Como dije antes, el camino está lleno de contratiempos, por eso muchas personas renuncian y pretenden justificar su falta de perseverancia escondiéndose tras la máscara de un escepticismo que no es sino un pretexto para no seguir intentándolo. La vida es como esos gimnasios que cada comienzo de año se saturan con «soñadores» del vigor físico que traicionan sus aspiraciones unas cuantas semanas o días después de haber jurado sobre la biblia que realmente querían un cambio en su vida, y quizás lo querían, pero no tuvieron la voluntad para hacerlo realidad: estaban, pues, condenados a seguir soñando en colores, como en esos dulces momentos en que nos estamos quedando dormidos y que describí líneas arriba. Escogieron el sitio de los espectadores, que es una forma menos complicada -y por lógica menos satisfactoria- de la vida. Para mí, buscar un sueño, comprometerme hasta la médula, ha sido una forma de rebelión que he disfrutado mucho y que quisiera contagiar a la mayor cantidad posible de personas. Soñar es una locura que siempre vale la pena, una santa locura.
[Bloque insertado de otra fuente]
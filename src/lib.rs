// Enforce at crate level
#![deny(clippy::all)]
#![warn(clippy::pedantic)]
#![warn(clippy::nursery)]
#![allow(clippy::missing_errors_doc, clippy::missing_panics_doc)]
#![allow(clippy::significant_drop_tightening)]

//! Sales-inquiry lead intake
//!
//! Parses forwarded sales-inquiry emails into normalized lead records,
//! resolves the lead's company against an external suggestion lookup, and
//! persists both with deduplication and referential linking.
//!
//! # Pipeline
//!
//! - Header extraction: ordered From-pattern matchers, outermost forward wins
//! - Name inference from the address local part when headers carry no name
//! - Company mention scanning for senders on personal provider domains
//! - Company resolution: best-effort enrichment, domain-keyed upsert
//! - Persistence coordination with idempotent duplicate handling
//!
//! # Example
//!
//! ```rust
//! use lead_intake::{
//!     IntakeOutcome, LeadPersistenceCoordinator, MemoryStore, NoLookup,
//!     PersonalDomains, RawEmail,
//! };
//!
//! let store = MemoryStore::new();
//! let coordinator =
//!     LeadPersistenceCoordinator::new(&store, &NoLookup, PersonalDomains::default());
//!
//! let raw = RawEmail::new(
//!     "From: Jane Roe <jane.roe@acme-widgets.com>",
//!     "Hi, we are interested in an enterprise plan.",
//! );
//!
//! let outcome = coordinator.process(&raw).unwrap();
//! assert!(matches!(outcome, IntakeOutcome::Linked { .. }));
//! ```

mod coordinator;
mod error;
mod lookup;
mod parser;
mod resolver;
mod scanner;
mod sqlite;
mod store;
mod types;

pub use coordinator::{IntakeOutcome, IntakeState, LeadPersistenceCoordinator};
pub use error::{IntakeError, Result};
pub use lookup::{
    CompanyLookup, CompanySuggestion, DEFAULT_LOOKUP_TIMEOUT, HttpCompanyLookup, NoLookup,
};
pub use parser::{extract_sender, infer_name, is_valid_address, parse_lead};
pub use resolver::CompanyResolver;
pub use scanner::{PersonalDomains, scan_company_mention};
pub use sqlite::SqliteStore;
pub use store::{LeadStore, MemoryStore};
pub use types::{
    Company, CompanyCandidate, CompanyId, Lead, LeadCandidate, LeadId, LeadStatus, NewCompany,
    NewLead, ParsedSender, PersonName, RawEmail,
};
//! Sender extraction and lead candidate construction

use crate::scanner::{PersonalDomains, scan_company_mention};
use crate::types::{LeadCandidate, LeadStatus, ParsedSender, PersonName, RawEmail};
use regex::Regex;
use std::sync::LazyLock;
use tracing::debug;

// Forwarded messages quote the original headers in client-specific ways:
// "From: ...", "> From: ..." and Gmail's emphasized "*From:* ...". Later
// From lines belong to quoted history, so only the first one counts.
static FROM_LINE: LazyLock<Regex> =
    LazyLock::new(|| Regex::new(r"(?mi)^[> \t]*\*?from:\*?[ \t]*(.+)$").unwrap());

// Ordered From-value matchers, first match wins
static NAME_ADDR: LazyLock<Regex> = LazyLock::new(|| {
    Regex::new(r#"^\s*"?([^"<>]+?)"?\s*<\s*([^<>\s]+@[^<>\s]+?)\s*>"#).unwrap()
});

static ANGLE_ONLY: LazyLock<Regex> =
    LazyLock::new(|| Regex::new(r"^\s*<\s*([^<>\s]+@[^<>\s]+?)\s*>").unwrap());

static BARE_ADDR: LazyLock<Regex> =
    LazyLock::new(|| Regex::new(r"^\s*([A-Za-z0-9._%+-]+@[A-Za-z0-9.-]+)").unwrap());

// Standard address grammar: local@domain with a dot-containing domain
static VALID_ADDRESS: LazyLock<Regex> = LazyLock::new(|| {
    Regex::new(r"^[A-Za-z0-9._%+-]+@[A-Za-z0-9.-]+\.[A-Za-z]{2,}$").unwrap()
});

/// Extract the sender from raw header text.
///
/// Binds to the first `From` line in document order (the outermost forward),
/// then tries the ordered matcher list against its value:
/// `Name <email>`, `<email>`, bare address.
#[must_use]
pub fn extract_sender(header_text: &str) -> Option<ParsedSender> {
    let value = FROM_LINE
        .captures(header_text)
        .and_then(|c| c.get(1))
        .map(|m| m.as_str())?;

    if let Some(caps) = NAME_ADDR.captures(value) {
        let name = PersonName::parse(&caps[1]);
        return Some(sender_for(&caps[2], Some(name)));
    }

    if let Some(caps) = ANGLE_ONLY.captures(value) {
        return Some(sender_for(&caps[1], None));
    }

    if let Some(caps) = BARE_ADDR.captures(value) {
        return Some(sender_for(&caps[1], None));
    }

    None
}

fn sender_for(email: &str, name: Option<PersonName>) -> ParsedSender {
    let domain = email
        .split_once('@')
        .map(|(_, d)| d.to_lowercase())
        .unwrap_or_default();

    ParsedSender {
        name,
        email: email.to_string(),
        domain,
    }
}

/// Infer a display name from an address local part.
///
/// Splits on non-alphabetic separators (digits count as boundaries),
/// title-cases each token and joins with single spaces. Single-character
/// locals and locals without alphabetic tokens yield no name rather than a
/// fabricated one.
#[must_use]
pub fn infer_name(local_part: &str) -> Option<PersonName> {
    if local_part.chars().count() <= 1 {
        return None;
    }

    let tokens: Vec<String> = local_part
        .split(|c: char| !c.is_ascii_alphabetic())
        .filter(|t| !t.is_empty())
        .map(title_case)
        .collect();

    if tokens.is_empty() {
        return None;
    }

    let last = if tokens.len() > 1 {
        Some(tokens[1..].join(" "))
    } else {
        None
    };

    Some(PersonName {
        full: tokens.join(" "),
        first: Some(tokens[0].clone()),
        last,
    })
}

fn title_case(token: &str) -> String {
    let mut chars = token.chars();
    chars.next().map_or_else(String::new, |first| {
        first.to_uppercase().chain(chars.flat_map(char::to_lowercase)).collect()
    })
}

/// Whether an address matches the grammar required for a valid lead
#[must_use]
pub fn is_valid_address(email: &str) -> bool {
    VALID_ADDRESS.is_match(email)
}

/// Build a normalized lead candidate from a raw email.
///
/// This is the single decision point gating persistence: only a `Parsed`
/// candidate may reach the store. The body is scanned for a company mention
/// only when the sender's domain is a known personal provider; a corporate
/// domain is its own company signal.
#[must_use]
pub fn parse_lead(raw: &RawEmail, personal_domains: &PersonalDomains) -> LeadCandidate {
    let Some(sender) = extract_sender(&raw.header_text) else {
        debug!("no From pattern matched the header block");
        return LeadCandidate::invalid("no parseable From address found");
    };

    if !is_valid_address(&sender.email) {
        debug!(email = %sender.email, "extracted address fails the address grammar");
        return LeadCandidate::invalid(format!(
            "extracted address '{}' is not a valid email address",
            sender.email
        ));
    }

    let name = sender
        .name
        .clone()
        .or_else(|| infer_name(sender.local_part()));

    let company_name = if personal_domains.contains(&sender.domain) {
        scan_company_mention(&raw.body_text)
    } else {
        None
    };

    debug!(
        email = %sender.email,
        domain = %sender.domain,
        company = company_name.as_deref().unwrap_or("-"),
        "parsed lead candidate"
    );

    LeadCandidate {
        first_name: name.as_ref().and_then(|n| n.first.clone()),
        last_name: name.as_ref().and_then(|n| n.last.clone()),
        email: sender.email,
        company_name,
        domain: sender.domain,
        status: LeadStatus::Parsed,
        message: "parsed".to_string(),
    }
}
El enemigo número uno de los sueños es el determinismo: pensar que somos de un modo que no puede ser modificado de ninguna manera. Esto es una falacia tan grande que es una pena que se siga recurriendo a ella para tratar de disimular la falta de compromiso; todos somos hoy un ser humano mucho más refinado de lo que alguna vez fuimos. Por ejemplo, antes no sabías leer pero ahora sí, y por eso tienes estas páginas en tus manos. Se trata de un cambio sin duda radical. ¿Por qué suponer que llegado cierto momento de nuestras vidas es imposible continuar adquiriendo nuevas habilidades? El que me demuestre contundentemente esto, como diría el gran poeta Pablo Neruda, se gana el paraíso.